Problem statement: Scan the data, and whenever a line contains "requested", copy it.
-------- Records for processing
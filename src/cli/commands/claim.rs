use anyhow::Result;

use crate::cli::commands::{parse_stage, with_task_board};
use crate::config::InkflowConfig;

pub struct ClaimCommand {
    pub order_id: String,
    pub item_id: String,
    pub stage: Option<String>,
}

impl ClaimCommand {
    pub async fn execute(&self, config: &InkflowConfig) -> Result<()> {
        let requested = self.stage.as_deref().map(parse_stage).transpose()?;

        with_task_board(config, |mut board| async move {
            let stage = board.self_assign(&self.order_id, &self.item_id, requested).await?;
            println!(
                "🙋 {} is now yours on item {} (order {})",
                stage,
                self.item_id,
                self.order_id
            );
            Ok::<(), anyhow::Error>(())
        })
        .await
    }
}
----------------
Exercise answer:
        let requested = self.stage.as_deref().map(parse_stage).transpose()?;
            let stage = board.self_assign(&self.order_id, &self.item_id, requested).await?;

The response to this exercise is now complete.